В том настроении, в каком Чехов находился перед сахалинской поездкой, роман Бурже задел его, судя по письмам, тем же, чем раздражала уже тогда толстовская мораль. В декабре 1889 года Чехов объединил двух писателей — чей талант он признавал, а Толстого высоко ставил, — в своем размышлении о разрушающем влиянии пресыщенного искусства. Возвращаясь к разговору, который продолжался в течение всего 1889 года, Чехов написал Суворину 27 декабря: «Когда я в одном из своих последних писем писал Вам о Бурже и Толстом, то меньше всего думал <…> о том, что писатель должен изображать одни только тихие радости. Я хотел только сказать, что современные лучшие писатели, которых я люблю, служат злу, так как разрушают.
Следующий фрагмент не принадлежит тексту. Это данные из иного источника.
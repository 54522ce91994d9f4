//! Bin directory resolution
//!
//! The executable is placed next to the project's vendored dependencies:
//! walk upward from the install root until a directory containing
//! `vendor/` is found and use its `bin/` sibling.

use std::path::{Path, PathBuf};
use tracing::debug;

/// Name of the dependency vendor directory that marks a project root
pub const VENDOR_DIR: &str = "vendor";

/// Name of the directory the executable is stored in
pub const BIN_DIR: &str = "bin";

/// Resolve the bin directory for an install root.
///
/// Returns `<ancestor>/bin` for the nearest ancestor (including
/// `install_root` itself) that contains a `vendor` directory, otherwise
/// `<install_root parent>/bin`. Relative roots are made absolute against
/// the current directory first.
pub fn determine_bin_directory(install_root: &Path) -> PathBuf {
    resolve_bin_directory(install_root, VENDOR_DIR)
}

fn resolve_bin_directory(install_root: &Path, marker: &str) -> PathBuf {
    let root = std::path::absolute(install_root).unwrap_or_else(|_| install_root.to_path_buf());

    for dir in root.ancestors() {
        if dir.join(marker).is_dir() {
            debug!("Found {} in {}", marker, dir.display());
            return dir.join(BIN_DIR);
        }
    }

    let fallback = root.parent().unwrap_or(&root).join(BIN_DIR);
    debug!(
        "No {} directory above {}, falling back to {}",
        marker,
        root.display(),
        fallback.display()
    );
    fallback
}

/// Default install root: the directory holding the running executable
pub fn default_install_root() -> PathBuf {
    std::env::current_exe()
        .ok()
        .and_then(|exe| exe.parent().map(Path::to_path_buf))
        .unwrap_or_else(|| PathBuf::from("."))
}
Одни из них, как Толстой, говорят: „не употребляй женщин, потому что у них бели; жена противна, потому что у нее пахнет изо рта; жизнь — это сплошное лицемерие и обман, так как человек по утрам ставит себе клистир, а перед смертью с трудом сидит на судне, причем видит свои исхудалые ляжки“.
Другие же, еще не импотенты, не пресыщенные телом, но уже пресыщенные духом, изощряют свою фантазию до зеленых чёртиков и <…> компрометируют в глазах толпы науку <…> и третируют с высоты писательского величия совесть, свободу, любовь, честь, нравственность, вселяя в толпу уверенность, что всё это, что сдерживает в ней зверя и отличает ее от собаки и что добыто путем вековой борьбы с природою, легко может быть дискредитировано „опытами“, если не теперь, то в будущем».
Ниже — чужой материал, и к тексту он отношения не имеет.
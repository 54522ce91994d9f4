//! Integration tests for tailwindcss-bin

mod cli_tests {
    use assert_cmd::{cargo::cargo_bin_cmd, Command};
    use predicates::prelude::*;
    use tempfile::TempDir;

    /// Command isolated from any user config
    fn tailwindcss_bin(temp: &TempDir) -> Command {
        let mut cmd = cargo_bin_cmd!("tailwindcss-bin");
        cmd.env("TAILWINDCSS_BIN_CONFIG", temp.path().join("config.toml"))
            .env_remove("TAILWINDCSS_BIN_PATH")
            .env_remove("TAILWINDCSS_BIN_DIR")
            .env("TAILWINDCSS_BIN_CACHE_DIR", temp.path().join("cache"));
        cmd
    }

    #[test]
    fn help_displays() {
        let temp = TempDir::new().unwrap();
        tailwindcss_bin(&temp)
            .arg("--help")
            .assert()
            .success()
            .stdout(predicate::str::contains("Tailwind CSS"));
    }

    #[test]
    fn version_displays() {
        let temp = TempDir::new().unwrap();
        tailwindcss_bin(&temp)
            .arg("--version")
            .assert()
            .success()
            .stdout(predicate::str::contains("tailwindcss-bin"));
    }

    #[test]
    fn watch_with_explicit_bin_path() {
        let temp = TempDir::new().unwrap();
        tailwindcss_bin(&temp)
            .args([
                "watch",
                "--bin-path",
                "/path/to/tailwindcss",
                "-i",
                "input.css",
                "-o",
                "output.css",
            ])
            .assert()
            .success()
            .stdout("/path/to/tailwindcss\n-i\ninput.css\n-o\noutput.css\n--watch\n");

        // Explicit path never touches the cache
        assert!(!temp.path().join("cache").exists());
    }

    #[test]
    fn build_json_output() {
        let temp = TempDir::new().unwrap();
        let output = tailwindcss_bin(&temp)
            .args([
                "build",
                "--bin-path",
                "/path/to/tailwindcss",
                "-i",
                "in.css",
                "-o",
                "out.css",
                "--minify",
                "--format",
                "json",
            ])
            .output()
            .unwrap();

        assert!(output.status.success());
        let args: Vec<String> = serde_json::from_slice(&output.stdout).unwrap();
        assert_eq!(
            args,
            ["/path/to/tailwindcss", "-i", "in.css", "-o", "out.css", "--minify"]
        );
    }

    #[test]
    fn path_with_explicit_bin_path() {
        let temp = TempDir::new().unwrap();
        tailwindcss_bin(&temp)
            .args(["path", "--bin-path", "/opt/tailwindcss"])
            .assert()
            .success()
            .stdout("/opt/tailwindcss\n");
    }

    #[test]
    fn path_reuses_existing_binary_without_download() {
        let temp = TempDir::new().unwrap();
        let Ok(filename) = tailwindcss_bin::Platform::detect().executable_filename() else {
            return;
        };
        let bin = temp.path().join("bin");
        std::fs::create_dir_all(&bin).unwrap();
        std::fs::write(bin.join(filename), b"prebuilt").unwrap();

        tailwindcss_bin(&temp)
            .args(["path", "--bin-dir"])
            .arg(&bin)
            .assert()
            .success()
            .stdout(predicate::str::contains(filename));

        assert!(temp.path().join("cache").is_dir());
    }

    #[test]
    fn platform_shows_os() {
        let temp = TempDir::new().unwrap();
        tailwindcss_bin(&temp)
            .arg("platform")
            .assert()
            .success()
            .stdout(predicate::str::contains("OS:").and(predicate::str::contains("Arch:")));
    }

    #[test]
    fn cache_dir_honours_override() {
        let temp = TempDir::new().unwrap();
        tailwindcss_bin(&temp)
            .args(["cache", "dir"])
            .assert()
            .success()
            .stdout(predicate::str::contains("cache"));
    }

    #[test]
    fn cache_clear_on_empty_cache() {
        let temp = TempDir::new().unwrap();
        tailwindcss_bin(&temp)
            .args(["cache", "clear"])
            .assert()
            .success()
            .stdout(predicate::str::contains("Removed 0 cache entries"));
    }

    #[test]
    fn config_show() {
        let temp = TempDir::new().unwrap();
        tailwindcss_bin(&temp)
            .args(["config", "show"])
            .assert()
            .success()
            .stdout(predicate::str::contains("[general]"));
    }

    #[test]
    fn config_init_writes_file() {
        let temp = TempDir::new().unwrap();
        tailwindcss_bin(&temp)
            .args(["config", "init"])
            .assert()
            .success();

        assert!(temp.path().join("config.toml").is_file());
    }

    #[test]
    fn invalid_config_fails() {
        let temp = TempDir::new().unwrap();
        std::fs::write(temp.path().join("config.toml"), "[binary\n").unwrap();

        tailwindcss_bin(&temp)
            .arg("platform")
            .assert()
            .failure()
            .stderr(predicate::str::contains("Invalid configuration"));
    }

    #[test]
    fn completions_bash() {
        let temp = TempDir::new().unwrap();
        tailwindcss_bin(&temp)
            .args(["completions", "bash"])
            .assert()
            .success()
            .stdout(predicate::str::contains("tailwindcss-bin"));
    }
}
Разговор с Сувориным о Бурже, об опасных литературных «опытах», об «игре в литературу», пробуждающей в человеке низменное, животное, был более чем серьезен. Резкий, этот спор относился не только к французскому романисту — не только к «пресыщенным духом», но и к Суворину, к самому Чехову. Казалось, все минувшие годы Чехов опасался чего-то, схожего с умственным и душевным пресыщением. Страшился, может быть, сильнее, чем показаться читателям скучным, неинтересным.
В 1892 году В. Тихонов начал свое письмо Чехову с семейной зарисовки: «Сейчас моя жена окончила читать Вашу „Дуэль“… Сидит она теперь за чайным столом, сидит и молчит, а я вижу, что она меня презирает… — Хорошо? — спрашиваю я. — Ах, оставь, пожалуйста, ничего, говорит, ты не понимаешь! Скажи, пожалуйста, говорит, ну зачем ты пишешь? (А я только было собрался рассказец настрочить.) Зачем, говорит, все вы пишете? — Как, говорю, матушка, зачем? Для литературы, т. е. чтобы литературу наполнять. Если бы мы, говорю, не писали, что бы ты стала читать, когда у тебя зубы болят? — Чехова, говорит, стала бы читать! <…> Чехов, говорит, не вам чета. Он-то пусть пишет; он должен, непременно должен писать, потому что он настоящий; а вы, говорит, только лишнюю копоть разводите. <…> через ваше бумагомаранье до него насилу доберешься. <…> Ну, говорит, пиши свой рассказ, а я спать пойду… В лоб меня поцеловала, а я вижу, что презирает. А разве я виноват, что не могу писать так, как пишет Чехов?»